Un pas dans la bonne direction, selon des intervenants
La baisse des accusations en matière de drogue est un pas dans la bonne direction, estiment des intervenants, qui plaident pour davantage de ressources d’aide et moins de judiciarisation.
«C’est très encourageant, réagit Jean-François Mary, directeur général de CACTUS Montréal. Au quotidien, pour les usagers qui n’ont pas le choix de consommer à l’extérieur, on remarque quand même qu’il y a une plus grande tolérance des policiers, qui ne font pas des arrestations systématiques.»

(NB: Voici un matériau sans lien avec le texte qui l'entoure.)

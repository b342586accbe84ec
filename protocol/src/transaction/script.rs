//! Script attachment transactions: account scripts and asset scripts.
//!
//! Both shapes embed the scheme byte. A `None` script clears the account
//! script; an asset script can only be replaced, never cleared, which is a
//! ledger rule enforced above this layer - here both directions decode.

use crate::codec::{ByteReader, ByteWriter};
use crate::config::{Scheme, DIGEST_SIZE};
use crate::crypto::{Digest, PublicKey, SecretKey};
use crate::error::{CryptoError, DecodeContext, Error, ValidationError};
use crate::transaction::fields::{
    check_long, check_positive_long, read_script, write_script, AssetId,
};
use crate::transaction::proofs::Proofs;
use crate::transaction::{
    body_digest, expect_marker_type_version, expect_scheme, Transactional, TransactionType,
};

const SET_SCRIPT_VERSION: u8 = 1;

// ---------------------------------------------------------------------------
// SetScript
// ---------------------------------------------------------------------------

/// Attaches, replaces, or clears the sender's account script.
#[derive(Debug, Clone, PartialEq, Eq, serde::Serialize, serde::Deserialize)]
pub struct SetScriptWithProofs {
    pub version: u8,
    pub scheme: Scheme,
    #[serde(skip_serializing_if = "Option::is_none")]
    pub id: Option<Digest>,
    #[serde(skip_serializing_if = "Option::is_none")]
    pub proofs: Option<Proofs>,
    pub sender_pk: PublicKey,
    #[serde(skip_serializing_if = "Option::is_none")]
    pub script: Option<Vec<u8>>,
    pub fee: u64,
    pub timestamp: u64,
}

impl SetScriptWithProofs {
    pub fn new(
        scheme: Scheme,
        sender_pk: PublicKey,
        script: Option<Vec<u8>>,
        fee: u64,
        timestamp: u64,
    ) -> Self {
        Self {
            version: SET_SCRIPT_VERSION,
            scheme,
            id: None,
            proofs: None,
            sender_pk,
            script,
            fee,
            timestamp,
        }
    }

    pub fn unmarshal_binary(data: &[u8], scheme: Scheme) -> Result<Self, Error> {
        let mut r = ByteReader::new(data);
        expect_marker_type_version(
            &mut r,
            "set script transaction",
            TransactionType::SetScript,
            SET_SCRIPT_VERSION,
        )?;
        expect_scheme(&mut r, scheme)?;
        let sender_pk = PublicKey::new(r.read_array()?);
        let script = read_script(&mut r)?;
        let fee = r.read_u64()?;
        let timestamp = r.read_u64()?;
        let proofs = Proofs::read_from(&mut r)
            .ctx("failed to unmarshal set script transaction from bytes")?;
        r.expect_end()?;

        let mut tx = Self::new(scheme, sender_pk, script, fee, timestamp);
        tx.proofs = Some(proofs);
        tx.generate_id(scheme)?;
        Ok(tx)
    }
}

impl Transactional for SetScriptWithProofs {
    fn tx_type(&self) -> TransactionType {
        TransactionType::SetScript
    }

    fn version(&self) -> u8 {
        self.version
    }

    fn id(&self) -> Option<&Digest> {
        self.id.as_ref()
    }

    fn body_bytes(&self, scheme: Scheme) -> Result<Vec<u8>, Error> {
        let mut w = ByteWriter::new();
        w.write_u8(0);
        w.write_u8(TransactionType::SetScript.to_byte());
        w.write_u8(self.version);
        w.write_u8(scheme);
        w.write_bytes(self.sender_pk.as_bytes());
        write_script(&mut w, &self.script);
        w.write_u64(self.fee);
        w.write_u64(self.timestamp);
        Ok(w.into_vec())
    }

    fn sign(&mut self, scheme: Scheme, secret_key: &SecretKey) -> Result<(), Error> {
        self.scheme = scheme;
        let body = self.body_bytes(scheme)?;
        let mut proofs = self.proofs.take().unwrap_or_default();
        proofs.sign(secret_key, &body);
        self.proofs = Some(proofs);
        self.id = Some(body_digest(&body));
        Ok(())
    }

    fn verify(&self, scheme: Scheme, public_key: &PublicKey) -> Result<bool, Error> {
        let proofs = self
            .proofs
            .as_ref()
            .ok_or(CryptoError::MissingProofs("set script transaction"))?;
        let body = self.body_bytes(scheme)?;
        Ok(proofs.verify(public_key, &body)?)
    }

    fn generate_id(&mut self, scheme: Scheme) -> Result<(), Error> {
        if self.id.is_none() {
            let body = self.body_bytes(scheme)?;
            self.id = Some(body_digest(&body));
        }
        Ok(())
    }

    fn validate(&self, scheme: Scheme) -> Result<(), ValidationError> {
        if self.scheme != scheme {
            return Err(ValidationError::SchemeMismatch {
                entity: "set script transaction",
                expected: scheme,
                got: self.scheme,
            });
        }
        check_positive_long("fee", self.fee)?;
        check_long("timestamp", self.timestamp)
    }

    fn marshal_binary(&self, scheme: Scheme) -> Result<Vec<u8>, Error> {
        let proofs = self
            .proofs
            .as_ref()
            .ok_or(CryptoError::MissingProofs("set script transaction"))?;
        let mut w = ByteWriter::new();
        w.write_bytes(&self.body_bytes(scheme)?);
        proofs.write_to(&mut w);
        Ok(w.into_vec())
    }
}

// ---------------------------------------------------------------------------
// SetAssetScript
// ---------------------------------------------------------------------------

const SET_ASSET_SCRIPT_VERSION: u8 = 1;

/// Replaces the script guarding an issued asset.
#[derive(Debug, Clone, PartialEq, Eq, serde::Serialize, serde::Deserialize)]
pub struct SetAssetScriptWithProofs {
    pub version: u8,
    pub scheme: Scheme,
    #[serde(skip_serializing_if = "Option::is_none")]
    pub id: Option<Digest>,
    #[serde(skip_serializing_if = "Option::is_none")]
    pub proofs: Option<Proofs>,
    pub sender_pk: PublicKey,
    pub asset_id: AssetId,
    #[serde(skip_serializing_if = "Option::is_none")]
    pub script: Option<Vec<u8>>,
    pub fee: u64,
    pub timestamp: u64,
}

impl SetAssetScriptWithProofs {
    pub fn new(
        scheme: Scheme,
        sender_pk: PublicKey,
        asset_id: AssetId,
        script: Option<Vec<u8>>,
        fee: u64,
        timestamp: u64,
    ) -> Self {
        Self {
            version: SET_ASSET_SCRIPT_VERSION,
            scheme,
            id: None,
            proofs: None,
            sender_pk,
            asset_id,
            script,
            fee,
            timestamp,
        }
    }

    pub fn unmarshal_binary(data: &[u8], scheme: Scheme) -> Result<Self, Error> {
        let mut r = ByteReader::new(data);
        expect_marker_type_version(
            &mut r,
            "set asset script transaction",
            TransactionType::SetAssetScript,
            SET_ASSET_SCRIPT_VERSION,
        )?;
        expect_scheme(&mut r, scheme)?;
        let sender_pk = PublicKey::new(r.read_array()?);
        let asset_id = Digest::new(r.read_array::<DIGEST_SIZE>()?);
        let fee = r.read_u64()?;
        let timestamp = r.read_u64()?;
        let script = read_script(&mut r)?;
        let proofs = Proofs::read_from(&mut r)
            .ctx("failed to unmarshal set asset script transaction from bytes")?;
        r.expect_end()?;

        let mut tx = Self::new(scheme, sender_pk, asset_id, script, fee, timestamp);
        tx.proofs = Some(proofs);
        tx.generate_id(scheme)?;
        Ok(tx)
    }
}

impl Transactional for SetAssetScriptWithProofs {
    fn tx_type(&self) -> TransactionType {
        TransactionType::SetAssetScript
    }

    fn version(&self) -> u8 {
        self.version
    }

    fn id(&self) -> Option<&Digest> {
        self.id.as_ref()
    }

    fn body_bytes(&self, scheme: Scheme) -> Result<Vec<u8>, Error> {
        let mut w = ByteWriter::new();
        w.write_u8(0);
        w.write_u8(TransactionType::SetAssetScript.to_byte());
        w.write_u8(self.version);
        w.write_u8(scheme);
        w.write_bytes(self.sender_pk.as_bytes());
        w.write_bytes(self.asset_id.as_bytes());
        w.write_u64(self.fee);
        w.write_u64(self.timestamp);
        write_script(&mut w, &self.script);
        Ok(w.into_vec())
    }

    fn sign(&mut self, scheme: Scheme, secret_key: &SecretKey) -> Result<(), Error> {
        self.scheme = scheme;
        let body = self.body_bytes(scheme)?;
        let mut proofs = self.proofs.take().unwrap_or_default();
        proofs.sign(secret_key, &body);
        self.proofs = Some(proofs);
        self.id = Some(body_digest(&body));
        Ok(())
    }

    fn verify(&self, scheme: Scheme, public_key: &PublicKey) -> Result<bool, Error> {
        let proofs = self
            .proofs
            .as_ref()
            .ok_or(CryptoError::MissingProofs("set asset script transaction"))?;
        let body = self.body_bytes(scheme)?;
        Ok(proofs.verify(public_key, &body)?)
    }

    fn generate_id(&mut self, scheme: Scheme) -> Result<(), Error> {
        if self.id.is_none() {
            let body = self.body_bytes(scheme)?;
            self.id = Some(body_digest(&body));
        }
        Ok(())
    }

    fn validate(&self, scheme: Scheme) -> Result<(), ValidationError> {
        if self.scheme != scheme {
            return Err(ValidationError::SchemeMismatch {
                entity: "set asset script transaction",
                expected: scheme,
                got: self.scheme,
            });
        }
        check_positive_long("fee", self.fee)?;
        check_long("timestamp", self.timestamp)
    }

    fn marshal_binary(&self, scheme: Scheme) -> Result<Vec<u8>, Error> {
        let proofs = self
            .proofs
            .as_ref()
            .ok_or(CryptoError::MissingProofs("set asset script transaction"))?;
        let mut w = ByteWriter::new();
        w.write_bytes(&self.body_bytes(scheme)?);
        proofs.write_to(&mut w);
        Ok(w.into_vec())
    }
}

C’est qu’au-delà des importants groupes criminels, d’autres franges de la population sont aussi traînées en justice pour des stupéfiants.
Et les observateurs consultés par Le Journal sont catégoriques: il manque d’outils pour accompagner adéquatement les personnes aux prises avec des problèmes de toxicomanie.
Santé et sécurité publique
Pour Samuel Watts, PDG de Mission Bon Accueil, «on connaît tous la solution».
«C’est du logement permanent pour les gens qui n’en ont pas et des services de santé pour des personnes qui ont des problèmes d’alcool ou de toxicomanie», dit celui qui s’inquiète de la grande présence de crack dans la métropole.
«On peut vraiment aider les gens à réduire leur consommation, souligne Fiona Crossling, directrice générale à l’Accueil Bonneau, qui salue d’ailleurs une approche moins répressive des policiers au quotidien. On sait qu’il y a beaucoup plus de problématiques en termes de qualité de la drogue dans la rue.»

Jean-François Mary, de CACTUS Montréal, déplore d’ailleurs le fait que le réseau d’organismes voulant réduire les méfaits soit sous «respirateur artificiel», étant «sous-financé depuis 20 ans».
Pas une solution
La judiciarisation des consommateurs n’aide en rien la cause, assure Jean-Sébastien Fallu, professeur à l’École de psychoéducation de l’Université de Montréal, en insistant sur le fait que «la majorité des consommateurs ne sont pas ceux qu’on voit dans la rue».

«Il existe toujours des exemples où la contrainte, la prison, le traitement obligatoire, surtout à court terme, peut aider certaines personnes, mais globalement et à moyen ou long terme, c’est quelque chose qui aggrave la situation des personnes toxicomanes», explique le professeur.
«Avoir un dossier judiciaire qui grossit, ça met grandement en péril les chances de réinsertion sociale par la suite», renchérit Jean-François Mary.
Au fil des ans, divers éléments comme la crise des surdoses au Canada, en 2016, puis la légalisation du cannabis, en 2018, semblent avoir contribué à un changement d’approche des autorités face à l’encadrement des drogues.
«Je pense que de plus en plus, le DPCP s’est rendu compte qu’effectivement, ça mène à pas grand-chose de porter des accusations», indique le professeur Fallu.